Produtos laticínios e feijão registram alta nos preços, aponta pesquisa
Secretaria do Planejamento divulgou o levantamento de preços do mês de julho; índice registrou 0,50% de variação
Desde que a crise econômica se acentuou no País, o comerciante Sérgio Luiz tem sentido uma retração no número de vendas feitas em seu negócio, localizado no Mercado da Produção, no Centro de Maceió. Há mais de 25 anos vendendo produtos laticínios, como os queijos manteiga e coalho, o vendedor é firme ao pontuar que é preciso investir na criatividade e nas promoções para atrair o cliente maceioense.
Verdadeira e cada vez mais atual, a realidade vivida por tem se tornado rotina não só para ele, mas também para vários outros comerciantes maceioenses. Uma prova disso, por exemplo, é a constante variação de preços de itens que compõem a cesta básica alimentar, que acaba modificando a forma de consumo da população.
Para se ter uma ideia de como está esse panorama, somente em julho de 2016 o Índice de Preço do Consumidor (IPC) da cidade de Maceió, divulgado mensalmente pela Secretaria de Estado do Planejamento, Gestão e Patrimônio (Seplag), registrou uma variação de 0,50%.
"Dentre os destaques de julho, podemos citar o grupo de Alimentação que teve uma variação significativa de 1,56%, quando comparado com a última pesquisa. A alta, nesse caso, deu-se principalmente por conta do aumento no preço do leite", explica o supervisor de pesquisas da Seplag, Gilvan Sinésio.

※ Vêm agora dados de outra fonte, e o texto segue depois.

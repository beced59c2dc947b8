#![allow(dead_code)]

use ramm_math::{constants::PERIOD_SIZE, WAD};
use ramm_reserves::{Context, ReserveState};

pub const DAY: u64 = 86_400;
pub const T0: u64 = 1_000 * PERIOD_SIZE + 100;

pub fn context() -> Context {
    Context {
        capital: 1_000_000 * WAD,
        supply: 10_000_000 * WAD,
        min_capital_requirement: 500_000 * WAD,
    }
}

/// ceiling 0.2 ETH, floor 0.05 ETH
pub fn state() -> ReserveState {
    ReserveState {
        eth_reserve: 5_000 * WAD,
        nxm_ceiling: 25_000 * WAD,
        nxm_floor: 100_000 * WAD,
        ratchet_speed: 400,
        liquidity_budget: 0,
        timestamp: T0,
    }
}
// Reserve projection

use soroban_sdk::Env;
use ramm_math::{mul_div, mul_div_round_up, RammError};
use crate::liquidity::rebalance_liquidity;
use crate::ratchet::{ratchet_ceiling, ratchet_floor};
use crate::types::{Context, RammConfig, ReserveState};

/// Project `state` forward to `target_time`
///
/// Pure: the same inputs always produce the same state, so read-only views
/// and mutating calls agree on where the reserves are.
///
/// 1. Liquidity step moves the ETH reserve toward target.
/// 2. Both NXM reserves are rescaled with the ETH reserve so the liquidity
///    step alone leaves prices untouched.
/// 3. Each bound ratchets toward book value, or is clamped onto it.
///
/// # Errors
/// * `InvalidInput` - `target_time` is before `state.timestamp`, or the
///   context carries zero capital or supply
/// * `ArithmeticOverflow` - an intermediate does not fit
pub fn project(
    env: &Env,
    state: &ReserveState,
    context: &Context,
    config: &RammConfig,
    target_time: u64,
) -> Result<ReserveState, RammError> {
    context.validate()?;

    let elapsed = target_time
        .checked_sub(state.timestamp)
        .ok_or(RammError::InvalidInput)?;

    let step = rebalance_liquidity(
        env,
        state.eth_reserve,
        state.liquidity_budget,
        config,
        elapsed,
    )?;
    let eth = step.eth_reserve;

    let nxm_ceiling = mul_div(env, state.nxm_ceiling, eth, state.eth_reserve)?;
    let nxm_floor = mul_div_round_up(env, state.nxm_floor, eth, state.eth_reserve)?;

    let nxm_ceiling = ratchet_ceiling(
        env,
        eth,
        nxm_ceiling,
        context,
        config,
        state.ratchet_speed,
        elapsed,
    )?;
    let nxm_floor = ratchet_floor(
        env,
        eth,
        nxm_floor,
        context,
        config,
        state.ratchet_speed,
        elapsed,
    )?;

    Ok(ReserveState {
        eth_reserve: eth,
        nxm_ceiling,
        nxm_floor,
        ratchet_speed: state.ratchet_speed,
        liquidity_budget: step.liquidity_budget,
        timestamp: target_time,
    })
}
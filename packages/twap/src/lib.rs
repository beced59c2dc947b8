#![no_std]

pub mod types;
pub mod observations;
pub mod price;

pub use types::{Observation, Observations, SpotPrices, TimeTillBookValue, OBSERVATION_SLOTS};
pub use observations::{
    genesis_observations, observe, period_index, slot_for, time_till_book_value,
    update_observations,
};
pub use price::{
    average_prices, book_value, internal_price, projected_internal_price, spot_prices,
};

E, de fato, a alta do leite tem sido sentida pelos consumidores e comerciantes maceioenses. Pelo menos é o que revela o vendedor de queijos, Sérgio Luiz. "Anos atrás um quilo de queijo coalho saía por algo em torno de R$ 10,00. Hoje, no entanto, a média é de R$ 17,00. Isso se deve, principalmente, ao encarecimento do leite e das estiagens. Como a matéria-prima do queijo está mais cara, infelizmente, o produto também acaba encarecendo", conta o comerciante.
O levantamento do IPC ainda revela que produtos como o feijão massacar fradinho, floco de milho, bem como o fubá de milho, foram outros que contribuíram para a variação registrada no mês. Produtos como feijão e a carne, tradicionais na mesa do maceioense, apresentaram variações de 4,99% e 1,29%, respectivamente.
"Outros grupos também tiveram altas, mas, de forma geral, o de Alimentação foi o que mais chamou atenção. Só na cesta básica, a variação atingiu o índice de 1,09%, o que comprometeu mais de 38% do salário do consumidor para a aquisição do produto aqui na capital", ressalta Sinésio, ao pontuar a importância de realizar pesquisas na hora da compra.
"De modo geral, é tendência que os comerciantes não queiram fazer estoque de seus produtos. Por isso, vale pesquisar e investir na famosa pechincha para conseguir comprar itens com descontos. Mesmo com uma queda no Índice em relação ao último mês, a dica é sempre a mesma: ter criatividade na hora da compra", finaliza o pesquisador.